FedEx is “making rapid progress in its ongoing transformation while navigating a weak demand environment,” Chief Executive Raj Subramaniam said. “Our earnings exceeded our expectations in the second quarter thanks to the execution and acceleration of our aggressive cost reduction plans.” The company announced an additional $1 billion in savings in fiscal 2023, bringing the total to $3.7 billion. The firm will close offices, stop rural Sunday deliveries and lay off staff in its freight division.

For the full year, FedEx unveiled a new adjusted EPS target of $13 to $14, excluding pension fund swings and costs on cost-cutting measures. Analysts had expected adjusted earnings of $14.14 per share. Investors lowered their expectations in September after FedEx withdrew its annual guidance, posted profit below estimates and pledged to cut costs in the face of declining volumes.
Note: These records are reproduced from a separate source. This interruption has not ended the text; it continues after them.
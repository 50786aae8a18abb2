//! Error types for tasklink-sync.

use std::path::PathBuf;

use thiserror::Error;

/// Failure of a single remote operation against either store.
///
/// Adapters retry transient failures before returning one; the engine
/// treats any `StoreError` as fatal to the entity being processed only.
#[derive(Debug, Clone, Error, PartialEq, Eq)]
pub enum StoreError {
    /// Timeout, transport failure, rate limit, or 5xx after retries ran out.
    #[error("{op}: transient failure after {attempts} attempt(s): {message}")]
    Transient {
        op: String,
        attempts: u32,
        message: String,
    },

    /// The remote refused the request.
    #[error("{op}: rejected with status {status}: {message}")]
    Rejected {
        op: String,
        status: u16,
        message: String,
    },

    /// The response did not have the expected record shape.
    #[error("{op}: malformed response: {message}")]
    Malformed { op: String, message: String },
}

impl StoreError {
    pub fn is_transient(&self) -> bool {
        matches!(self, StoreError::Transient { .. })
    }

    pub fn malformed(op: impl Into<String>, message: impl Into<String>) -> Self {
        StoreError::Malformed {
            op: op.into(),
            message: message.into(),
        }
    }
}

/// Errors that abort a whole pass. No cursor is advanced after one.
#[derive(Debug, Error)]
pub enum SyncError {
    /// A delta could not be fetched from one of the stores.
    #[error("failed to fetch {what}: {source}")]
    Fetch {
        what: &'static str,
        #[source]
        source: StoreError,
    },

    /// The queued mirror mutations could not be flushed.
    #[error("mirror batch commit failed: {0}")]
    Commit(#[source] StoreError),

    /// Cursor state could not be read or written through a remote store.
    #[error("cursor store error: {0}")]
    CursorStore(#[source] StoreError),

    /// An I/O error, with annotated path for context.
    #[error("I/O error at {path}: {source}")]
    Io {
        path: PathBuf,
        #[source]
        source: std::io::Error,
    },

    /// JSON serialization/deserialization error (cursor file, dumps).
    #[error("JSON error: {0}")]
    Json(#[from] serde_json::Error),

    /// The configuration cannot drive a pass.
    #[error(transparent)]
    Config(#[from] tasklink_core::ConfigError),
}

/// Convenience constructor for [`SyncError::Io`].
pub(crate) fn io_err(path: impl Into<PathBuf>, source: std::io::Error) -> SyncError {
    SyncError::Io {
        path: path.into(),
        source,
    }
}
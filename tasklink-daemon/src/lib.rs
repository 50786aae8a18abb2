//! Background sync daemon: interval scheduler + pass processor + socket server.

mod error;
pub mod paths;
pub mod protocol;
mod runtime;

pub use error::DaemonError;
pub use protocol::{
    request_status, request_stop, request_sync, send_request, DaemonRequest, DaemonResponse,
};
pub use runtime::{init_tracing, run, run_with, start_blocking, PassRunner};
FedEx said capital spending for the current fiscal year, which ends at the end of May, is expected to be $5.9 billion, $400 million less than an earlier forecast. “As we look to the second half of our fiscal year, we are accelerating our progress in cost reductions, helping to offset continued weakness in global volumes,” said Chief Financial Officer Michael Lenz.
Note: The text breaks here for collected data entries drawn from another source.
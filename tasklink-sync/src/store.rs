//! Contracts the engine consumes: the two change-source adapters, the
//! mirror mutation batch, and the cursor store.
//!
//! The engine never sees wire formats. Adapters translate their store's
//! records into the shapes of `tasklink_core::types` and back.

use std::collections::HashMap;

use serde::{Deserialize, Serialize};

use tasklink_core::types::{
    CursorState, EntityKind, MirrorId, MirrorProject, MirrorTask, MirrorTaskChanges,
    MirrorTaskDraft, ProjectChanges, SourceId, SourceProject, SourceProjectDraft, SourceTask,
    SourceTaskChanges, SourceTaskDraft, SyncCursor, TaskMove, Watermark,
};

use crate::error::{StoreError, SyncError};

// ---------------------------------------------------------------------------
// Source store (planner)
// ---------------------------------------------------------------------------

/// The planner: change feed by "edited at or after" watermark, mutations
/// applied immediately.
pub trait SourceStore {
    fn changed_projects(&mut self, since: &Watermark) -> Result<Vec<SourceProject>, StoreError>;
    fn changed_tasks(&mut self, since: &Watermark) -> Result<Vec<SourceTask>, StoreError>;

    /// Point lookups; `Ok(None)` when the record is gone.
    fn get_project(&mut self, id: &SourceId) -> Result<Option<SourceProject>, StoreError>;
    fn get_task(&mut self, id: &SourceId) -> Result<Option<SourceTask>, StoreError>;

    /// Lookup by the linkage field embedded in planner records.
    fn find_project_by_mirror(&mut self, id: &MirrorId)
        -> Result<Option<SourceProject>, StoreError>;
    fn find_task_by_mirror(&mut self, id: &MirrorId) -> Result<Option<SourceTask>, StoreError>;

    fn create_project(&mut self, draft: &SourceProjectDraft) -> Result<SourceId, StoreError>;
    fn update_project(&mut self, id: &SourceId, changes: &ProjectChanges)
        -> Result<(), StoreError>;
    fn create_task(&mut self, draft: &SourceTaskDraft) -> Result<SourceId, StoreError>;
    fn update_task(&mut self, id: &SourceId, changes: &SourceTaskChanges)
        -> Result<(), StoreError>;

    /// Write the confirmed mirror id into the planner record's linkage field.
    fn record_mirror_link(
        &mut self,
        kind: EntityKind,
        id: &SourceId,
        mirror: &MirrorId,
    ) -> Result<(), StoreError>;
}

// ---------------------------------------------------------------------------
// Mirror store (task list service)
// ---------------------------------------------------------------------------

/// Records changed since a cursor, as returned by the mirror's change feed.
#[derive(Debug, Clone, Default, PartialEq, Eq, Serialize, Deserialize)]
pub struct MirrorSnapshot {
    pub cursor: SyncCursor,
    /// The feed returned everything, not a delta.
    pub full_sync: bool,
    pub projects: Vec<MirrorProject>,
    pub tasks: Vec<MirrorTask>,
}

impl MirrorSnapshot {
    /// Whether `id` changed since the previous cursor. A full sync carries
    /// no change information and answers `false`.
    pub fn changed_since_last_pass(&self, kind: EntityKind, id: &MirrorId) -> bool {
        if self.full_sync {
            return false;
        }
        match kind {
            EntityKind::Project => self.projects.iter().any(|p| &p.id == id),
            EntityKind::Task => self.tasks.iter().any(|t| &t.id == id),
        }
    }
}

/// One queued mirror mutation.
#[derive(Debug, Clone, PartialEq, Eq, Serialize, Deserialize)]
#[serde(tag = "type", rename_all = "snake_case")]
pub enum MirrorCommand {
    CreateProject {
        temp_id: MirrorId,
        name: String,
    },
    UpdateProject {
        id: MirrorId,
        changes: ProjectChanges,
    },
    CreateTask {
        temp_id: MirrorId,
        draft: MirrorTaskDraft,
    },
    UpdateTask {
        id: MirrorId,
        changes: MirrorTaskChanges,
    },
    /// `current_project` is where the task lives now; adapters whose move
    /// call needs an explicit destination use it when detaching a parent.
    MoveTask {
        id: MirrorId,
        to: TaskMove,
        current_project: Option<MirrorId>,
    },
    SetTaskDone {
        id: MirrorId,
        done: bool,
    },
}

impl MirrorCommand {
    pub fn name(&self) -> &'static str {
        match self {
            MirrorCommand::CreateProject { .. } => "create_project",
            MirrorCommand::UpdateProject { .. } => "update_project",
            MirrorCommand::CreateTask { .. } => "create_task",
            MirrorCommand::UpdateTask { .. } => "update_task",
            MirrorCommand::MoveTask { .. } => "move_task",
            MirrorCommand::SetTaskDone { .. } => "set_task_done",
        }
    }

    /// Kind and id of the record the command writes. Creates answer with
    /// their temporary id.
    pub fn target(&self) -> (EntityKind, &MirrorId) {
        match self {
            MirrorCommand::CreateProject { temp_id, .. } => (EntityKind::Project, temp_id),
            MirrorCommand::UpdateProject { id, .. } => (EntityKind::Project, id),
            MirrorCommand::CreateTask { temp_id, .. } => (EntityKind::Task, temp_id),
            MirrorCommand::UpdateTask { id, .. }
            | MirrorCommand::MoveTask { id, .. }
            | MirrorCommand::SetTaskDone { id, .. } => (EntityKind::Task, id),
        }
    }

    pub fn is_create(&self) -> bool {
        matches!(
            self,
            MirrorCommand::CreateProject { .. } | MirrorCommand::CreateTask { .. }
        )
    }
}

/// A create whose temporary id still has to be confirmed by the commit.
#[derive(Debug, Clone, PartialEq, Eq, Serialize, Deserialize)]
pub struct PendingLink {
    pub kind: EntityKind,
    pub source_id: SourceId,
    pub temp_id: MirrorId,
}

/// Mirror mutations queued during a pass and flushed once at its end.
///
/// Creates hand back a temporary id immediately; later commands in the same
/// batch may reference it (a task created under a project created earlier).
#[derive(Debug, Clone, Default)]
pub struct MirrorBatch {
    commands: Vec<MirrorCommand>,
    pending: Vec<PendingLink>,
}

impl MirrorBatch {
    pub fn new() -> Self {
        Self::default()
    }

    pub fn create_project(&mut self, source_id: &SourceId, name: &str) -> MirrorId {
        let temp_id = new_temp_id();
        self.commands.push(MirrorCommand::CreateProject {
            temp_id: temp_id.clone(),
            name: name.to_owned(),
        });
        self.pending.push(PendingLink {
            kind: EntityKind::Project,
            source_id: source_id.clone(),
            temp_id: temp_id.clone(),
        });
        temp_id
    }

    pub fn update_project(&mut self, id: &MirrorId, changes: ProjectChanges) {
        self.commands.push(MirrorCommand::UpdateProject {
            id: id.clone(),
            changes,
        });
    }

    pub fn create_task(&mut self, source_id: &SourceId, draft: MirrorTaskDraft) -> MirrorId {
        let temp_id = new_temp_id();
        self.commands.push(MirrorCommand::CreateTask {
            temp_id: temp_id.clone(),
            draft,
        });
        self.pending.push(PendingLink {
            kind: EntityKind::Task,
            source_id: source_id.clone(),
            temp_id: temp_id.clone(),
        });
        temp_id
    }

    pub fn update_task(&mut self, id: &MirrorId, changes: MirrorTaskChanges) {
        self.commands.push(MirrorCommand::UpdateTask {
            id: id.clone(),
            changes,
        });
    }

    pub fn move_task(&mut self, id: &MirrorId, to: TaskMove, current_project: Option<MirrorId>) {
        self.commands.push(MirrorCommand::MoveTask {
            id: id.clone(),
            to,
            current_project,
        });
    }

    pub fn set_task_done(&mut self, id: &MirrorId, done: bool) {
        self.commands.push(MirrorCommand::SetTaskDone {
            id: id.clone(),
            done,
        });
    }

    pub fn commands(&self) -> &[MirrorCommand] {
        &self.commands
    }

    pub fn pending_links(&self) -> &[PendingLink] {
        &self.pending
    }

    pub fn len(&self) -> usize {
        self.commands.len()
    }

    pub fn is_empty(&self) -> bool {
        self.commands.is_empty()
    }
}

fn new_temp_id() -> MirrorId {
    MirrorId(uuid::Uuid::new_v4().to_string())
}

/// A queued command the mirror refused while applying the batch.
#[derive(Debug, Clone, PartialEq, Eq, Serialize, Deserialize)]
pub struct RejectedCommand {
    /// Position of the command in [`MirrorBatch::commands`].
    pub index: usize,
    pub message: String,
}

/// Authoritative result of flushing a batch.
#[derive(Debug, Clone, Default, PartialEq, Eq, Serialize, Deserialize)]
pub struct CommitReceipt {
    /// Cursor to persist once the pass completes.
    pub cursor: SyncCursor,
    /// Temporary id → confirmed id for every accepted create.
    pub id_mapping: HashMap<MirrorId, MirrorId>,
    pub rejected: Vec<RejectedCommand>,
    /// Post-mutation state of the records the commit touched.
    pub projects: Vec<MirrorProject>,
    pub tasks: Vec<MirrorTask>,
}

/// The task list service: opaque-cursor change feed, batched mutations.
pub trait MirrorStore {
    fn fetch_changes(&mut self, cursor: &SyncCursor) -> Result<MirrorSnapshot, StoreError>;

    /// Point lookups; `Ok(None)` when the record is gone.
    fn get_project(&mut self, id: &MirrorId) -> Result<Option<MirrorProject>, StoreError>;
    fn get_task(&mut self, id: &MirrorId) -> Result<Option<MirrorTask>, StoreError>;

    /// Flush the batch in one call. Always issued, even for an empty batch,
    /// since it also yields the next cursor.
    fn commit(&mut self, batch: &MirrorBatch, cursor: &SyncCursor)
        -> Result<CommitReceipt, StoreError>;
}

// ---------------------------------------------------------------------------
// Cursor store
// ---------------------------------------------------------------------------

/// Persistence for the three cursor variables between passes.
pub trait CursorStore {
    fn load(&mut self) -> Result<CursorState, SyncError>;
    fn save(&mut self, state: &CursorState) -> Result<(), SyncError>;
}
* you are here Wall Street fell more than 8% yesterday, bringing its year-to-date losses to more than 60%. That’s enough to bring the Texan group’s valuation below $500 billion for the first time since November 2020. Management chaos has continued to weigh heavily on Tesla headlines since the Texan group’s acquisition of Twitter for $44 billion, while the one-time SpaceX boss financed the deal by selling billions of shares in the electric car maker. Investors fear that managing the social network has become a distraction for the Tesla boss, a group in which he is personally involved in manufacturing and engineering.
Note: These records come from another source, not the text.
use std::path::PathBuf;

use thiserror::Error;

/// Error surface for the daemon runtime and its control protocol.
#[derive(Debug, Error)]
pub enum DaemonError {
    #[error("I/O error at {path}: {source}")]
    Io {
        path: PathBuf,
        #[source]
        source: std::io::Error,
    },

    #[error("config error: {0}")]
    Config(#[from] tasklink_core::ConfigError),

    #[error("sync error: {0}")]
    Sync(#[from] tasklink_sync::SyncError),

    #[error("JSON error: {0}")]
    Json(#[from] serde_json::Error),

    #[error("channel closed: {0}")]
    ChannelClosed(&'static str),

    #[error("daemon protocol error: {0}")]
    Protocol(String),

    #[error("daemon is not running (socket missing: {socket})")]
    DaemonNotRunning { socket: PathBuf },
}

pub(crate) fn io_err(path: impl Into<PathBuf>, source: std::io::Error) -> DaemonError {
    DaemonError::Io {
        path: path.into(),
        source,
    }
}
//! `tasklink daemon`: run and control the background scheduler.

use anyhow::{Context, Result};
use clap::Subcommand;

use tasklink_daemon::paths::socket_path;
use tasklink_daemon::{request_status, request_stop, request_sync, start_blocking, DaemonError};

#[derive(Subcommand, Debug)]
pub enum DaemonCommand {
    /// Run the daemon in the foreground (scheduler + socket server).
    Start,
    /// Request graceful daemon shutdown over the Unix socket.
    Stop,
    /// Query daemon runtime status over the Unix socket.
    Status,
    /// Ask the running daemon for an immediate pass.
    Sync,
}

pub fn run(command: DaemonCommand) -> Result<()> {
    let home = super::home()?;

    match command {
        DaemonCommand::Start => {
            start_blocking(&home).context("daemon exited with error")?;
        }
        DaemonCommand::Stop => match request_stop(&home) {
            Ok(()) => println!("daemon stop requested"),
            Err(DaemonError::DaemonNotRunning { .. }) => {
                println!("daemon is not running");
            }
            Err(err) => return Err(err).context("failed to stop daemon"),
        },
        DaemonCommand::Status => {
            let payload = match request_status(&home) {
                Ok(status) => status,
                Err(DaemonError::DaemonNotRunning { .. }) => serde_json::json!({
                    "running": false,
                    "socket": socket_path(&home).display().to_string(),
                }),
                Err(err) => return Err(err).context("failed to query daemon status"),
            };
            println!(
                "{}",
                serde_json::to_string_pretty(&payload)
                    .context("failed to render daemon status JSON")?
            );
        }
        DaemonCommand::Sync => {
            let summary = request_sync(&home).context("daemon pass failed")?;
            println!(
                "{}",
                serde_json::to_string_pretty(&summary).context("failed to render pass summary")?
            );
        }
    }

    Ok(())
}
An opinion far from shared by the entrepreneur of South African origin. Yesterday, Elon Musk openly mocked Ross Gerber, CEO of Gerber Kawasaki Wealth Management, after the longtime Tesla investor tweeted about the electric vehicle maker’s lack of leadership and said it was time for a “reshuffle.”

* Broadcom Are among the sights of Brussels. The European Commission has opened an in-depth investigation to assess VMware’s proposed acquisition under the EU Merger Regulation. After a preliminary investigation, the regulator fears that the operation will allow Broadcom to limit competition in the market for the supply of network cards, FC HBAs and storage adapters.

* Rite Aid Climbed in the pre-session despite deep quarterly losses. The group actually posted revenue above analysts’ expectations, helped by accelerated growth in its retail operations. However, the US drugstore chain lowered its forecast for the year due to various headwinds, including significant seasonal markdowns. In the third quarter, the firm posted a loss of $67.14 million, or $1.23 per share, compared with a loss of $36.06 million, or 67 cents per share, a year earlier. Adjusted EPS came in at -$0.14 vs -$0.15 consensus. Revenue reached $6.08 billion, versus the $6.06 billion consensus. In 2023, the group now expects Ebitda of $410 to $440 million, compared to the previous range of $450 to $490 million.